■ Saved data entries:

%%

//! In-memory data service

use std::collections::HashMap;
use std::sync::Mutex;
use std::sync::PoisonError;
use std::time::Duration;

use async_trait::async_trait;
use serde::Deserialize;

use super::MetadataResolver;
use super::RecordSet;
use super::RecordSource;
use crate::error::Error;
use crate::error::MetadataError;
use crate::error::TransportError;
use crate::model::EntityMetadata;
use crate::model::RawRecord;
use crate::model::TimeZoneDefinition;
use crate::query::QueryDocument;

/// Window used when a query carries no `count` or `top`.
const DEFAULT_WINDOW: usize = 5000;

/// A call received by a [`MemoryService`].
#[derive(Debug, Clone, PartialEq, Eq)]
pub enum ServiceCall {
    RetrieveRecords(String),
    RecordsCount(String),
    EntityMetadata { entity: String, fields: Vec<String> },
    TimeZoneDefinitions,
}

/// A call a [`MemoryService`] can be told to fail.
#[derive(Debug, Clone, Copy, PartialEq, Eq)]
pub enum FailurePoint {
    RetrieveRecords,
    RecordsCount,
    EntityMetadata,
    TimeZoneDefinitions,
}

/// Serialized form of a [`MemoryService`], as read from a fixture file.
#[derive(Debug, Clone, Default, Deserialize)]
pub struct MemoryFixture {
    /// Records in wire form, annotations included.
    #[serde(default)]
    pub records: Vec<RawRecord>,
    /// Metadata per entity.
    #[serde(default)]
    pub metadata: Vec<EntityMetadata>,
    /// Time zone definitions.
    #[serde(default)]
    pub timezones: Vec<TimeZoneDefinition>,
    /// Count reported by the count query; defaults to the number of records.
    #[serde(default)]
    pub total_count: Option<usize>,
}

/// A [`DataService`](super::DataService) backed by fixed data.
///
/// Pages records by the `page`/`count` attributes of the query it receives
/// and otherwise ignores the query body. Every call is recorded so tests can
/// assert what the loader asked for.
///
/// # Example
///
/// ```
/// use subgrid_lib::model::{AttributeDescriptor, AttributeType, EntityMetadata, RawRecord};
/// use subgrid_lib::service::MemoryService;
///
/// let service = MemoryService::new()
///     .with_metadata(
///         EntityMetadata::new("account")
///             .with_primary_name("name")
///             .with_attribute(AttributeDescriptor::new("name", AttributeType::Other)),
///     )
///     .with_record(RawRecord::new().set("accountid", "1").set("name", "Contoso"));
/// ```
#[derive(Debug, Default)]
pub struct MemoryService {
    records: Vec<RawRecord>,
    metadata: HashMap<String, EntityMetadata>,
    timezones: Vec<TimeZoneDefinition>,
    total_count: Option<usize>,
    latency: HashMap<String, Duration>,
    failure: Option<FailurePoint>,
    calls: Mutex<Vec<ServiceCall>>,
}

impl MemoryService {
    /// Creates an empty service.
    pub fn new() -> Self {
        Self::default()
    }

    /// Reads a service from fixture JSON.
    pub fn from_fixture_json(json: &str) -> Result<Self, serde_json::Error> {
        let fixture: MemoryFixture = serde_json::from_str(json)?;
        Ok(Self::from(fixture))
    }

    /// Adds a record.
    pub fn with_record(mut self, record: RawRecord) -> Self {
        self.records.push(record);
        self
    }

    /// Adds records.
    pub fn with_records(mut self, records: impl IntoIterator<Item = RawRecord>) -> Self {
        self.records.extend(records);
        self
    }

    /// Registers the metadata of an entity.
    pub fn with_metadata(mut self, metadata: EntityMetadata) -> Self {
        self.metadata.insert(metadata.logical_name.clone(), metadata);
        self
    }

    /// Sets the time zone definitions.
    pub fn with_timezones(mut self, timezones: Vec<TimeZoneDefinition>) -> Self {
        self.timezones = timezones;
        self
    }

    /// Overrides the count returned by the count query.
    pub fn with_total_count(mut self, count: usize) -> Self {
        self.total_count = Some(count);
        self
    }

    /// Delays metadata responses for one entity.
    pub fn with_latency(mut self, entity: impl Into<String>, latency: Duration) -> Self {
        self.latency.insert(entity.into(), latency);
        self
    }

    /// Makes one kind of call fail with a transport error.
    pub fn failing_at(mut self, point: FailurePoint) -> Self {
        self.failure = Some(point);
        self
    }

    /// Returns the calls received so far.
    pub fn calls(&self) -> Vec<ServiceCall> {
        self.calls
            .lock()
            .unwrap_or_else(PoisonError::into_inner)
            .clone()
    }

    fn record_call(&self, call: ServiceCall) {
        self.calls
            .lock()
            .unwrap_or_else(PoisonError::into_inner)
            .push(call);
    }

    fn check_failure(&self, point: FailurePoint) -> Result<(), Error> {
        if self.failure == Some(point) {
            return Err(TransportError::service(format!("{:?} failed", point)).into());
        }
        Ok(())
    }
}

impl From<MemoryFixture> for MemoryService {
    fn from(fixture: MemoryFixture) -> Self {
        let service = Self::new()
            .with_records(fixture.records)
            .with_timezones(fixture.timezones);
        let service = fixture
            .metadata
            .into_iter()
            .fold(service, |service, metadata| service.with_metadata(metadata));
        match fixture.total_count {
            Some(count) => service.with_total_count(count),
            None => service,
        }
    }
}

#[async_trait]
impl RecordSource for MemoryService {
    async fn retrieve_records(&self, query: &str) -> Result<RecordSet, Error> {
        self.record_call(ServiceCall::RetrieveRecords(query.to_string()));
        self.check_failure(FailurePoint::RetrieveRecords)?;

        let doc = QueryDocument::parse(query)?;
        let page = doc.page().unwrap_or(1) as usize;
        let window = doc
            .count()
            .or(doc.top())
            .map(|n| n as usize)
            .unwrap_or(DEFAULT_WINDOW);

        let entities = self
            .records
            .iter()
            .skip((page - 1) * window)
            .take(window)
            .cloned()
            .collect();
        Ok(RecordSet::new(entities))
    }

    async fn get_records_count(&self, query: &str) -> Result<usize, Error> {
        self.record_call(ServiceCall::RecordsCount(query.to_string()));
        self.check_failure(FailurePoint::RecordsCount)?;
        Ok(self.total_count.unwrap_or(self.records.len()))
    }
}

#[async_trait]
impl MetadataResolver for MemoryService {
    async fn get_entity_metadata(&self, entity_name: &str, fields: &[String]) -> Result<EntityMetadata, Error> {
        self.record_call(ServiceCall::EntityMetadata {
            entity: entity_name.to_string(),
            fields: fields.to_vec(),
        });
        if let Some(latency) = self.latency.get(entity_name) {
            tokio::time::sleep(*latency).await;
        }
        self.check_failure(FailurePoint::EntityMetadata)?;

        let metadata = self
            .metadata
            .get(entity_name)
            .ok_or_else(|| MetadataError::entity_not_found(entity_name))?;
        Ok(metadata.select(fields)?)
    }

    async fn get_timezone_definitions(&self) -> Result<Vec<TimeZoneDefinition>, Error> {
        self.record_call(ServiceCall::TimeZoneDefinitions);
        self.check_failure(FailurePoint::TimeZoneDefinitions)?;
        Ok(self.timezones.clone())
    }
}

%%

■ What the task requires:
Would you show every line in the data above that contains the string "Debug"?

■ Expected answer:
#[derive(Debug, Clone, PartialEq, Eq)]
#[derive(Debug, Clone, Copy, PartialEq, Eq)]
#[derive(Debug, Clone, Default, Deserialize)]
#[derive(Debug, Default)]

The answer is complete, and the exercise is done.